The man looked at him without moving his head, and then with a widening smile, as if he knew he’d been caught out. He came over. “Hello,” he said, “you’re new!”
“Yes, I’m the new boy,” said Paul, pleasantly, and feeling a bit silly.
The man looked at him appreciatively as he felt in his breast pocket. “Well, me too,” he said, his voice quick and deep, with a curl of humour in it.
“Oh, yes?” said Paul, wary of being too familiar, but laughing a little.

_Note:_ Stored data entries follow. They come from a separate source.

//! Application layer of the relay.
//!
//! Nothing in here opens a socket.  The registries and the relay service
//! depend only on the [`connection_registry::PayloadSink`] abstraction, so the
//! TCP server in `infrastructure` and the in-process tests drive exactly the
//! same code.
//!
//! # Sub-modules
//!
//! - **`membership`** – Which slave addresses are known to be alive, with a
//!   TTL per address.  Purely advisory; used for diagnostics.
//!
//! - **`connection_registry`** – The live session streams, one per address,
//!   and the broadcast that fans a payload out to all of them except the
//!   originator.
//!
//! - **`relay_session`** – The `Register` / `Report` / `Ping` / `Info` call
//!   handlers that tie both registries together.

pub mod connection_registry;
pub mod membership;
pub mod relay_session;

use std::sync::atomic::{AtomicBool, Ordering};
use std::sync::Arc;
use std::time::Duration;

use tokio::time::{interval, MissedTickBehavior};

/// Shortest period [`run_sweeper`] will tick at.
const MIN_SWEEP_PERIOD: Duration = Duration::from_millis(1);

/// Runs `sweep` every `period` until `running` is cleared.
///
/// Shared by both registries' background loops.  A zero `period` is raised
/// to one millisecond.
pub(crate) async fn run_sweeper<F>(period: Duration, running: Arc<AtomicBool>, mut sweep: F)
where
    F: FnMut(),
{
    let mut ticker = interval(period.max(MIN_SWEEP_PERIOD));
    ticker.set_missed_tick_behavior(MissedTickBehavior::Delay);
    loop {
        ticker.tick().await;
        if !running.load(Ordering::Relaxed) {
            break;
        }
        sweep();
    }
}

#[cfg(test)]
mod tests {
    use super::*;
    use std::sync::atomic::AtomicUsize;

    #[tokio::test(start_paused = true)]
    async fn test_zero_period_sweeps_instead_of_panicking() {
        // Arrange
        let running = Arc::new(AtomicBool::new(true));
        let sweeps = Arc::new(AtomicUsize::new(0));
        let task = {
            let running = Arc::clone(&running);
            let sweeps = Arc::clone(&sweeps);
            tokio::spawn(run_sweeper(Duration::ZERO, running, move || {
                sweeps.fetch_add(1, Ordering::Relaxed);
            }))
        };

        // Act
        tokio::time::sleep(Duration::from_millis(5)).await;
        running.store(false, Ordering::Relaxed);

        // Assert
        tokio::time::timeout(Duration::from_secs(1), task)
            .await
            .expect("sweeper must stop")
            .expect("sweeper must not panic");
        assert!(sweeps.load(Ordering::Relaxed) >= 1);
    }
}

“Well, new master, but it’s much the same. Now I’ve got to pay this in for the Colonel.” He had a paying-in book, the slip all made out, and a cheque for £94: Corley Court School, General Account. Paul saw, in the moment he stamped it, an image of the school, teeming and condensed, wealthy and famous, he was sure, though he had never heard of it.
“Where is it, actually?” he said.
“What, Corley?”—the man said the word as one might London, perhaps, or Dijon, with cultured certainty and polite surprise. “It’s out on the Oxford road, about three miles away. It’s a prep-a-ra-turry school,” he said, in a Noël Coward voice.
“The bank is about to close, ladies and gentlemen!” announced Heather.
“Look, you’d better give me some money,” said the man. “Don’t they have drinking-up time in here?”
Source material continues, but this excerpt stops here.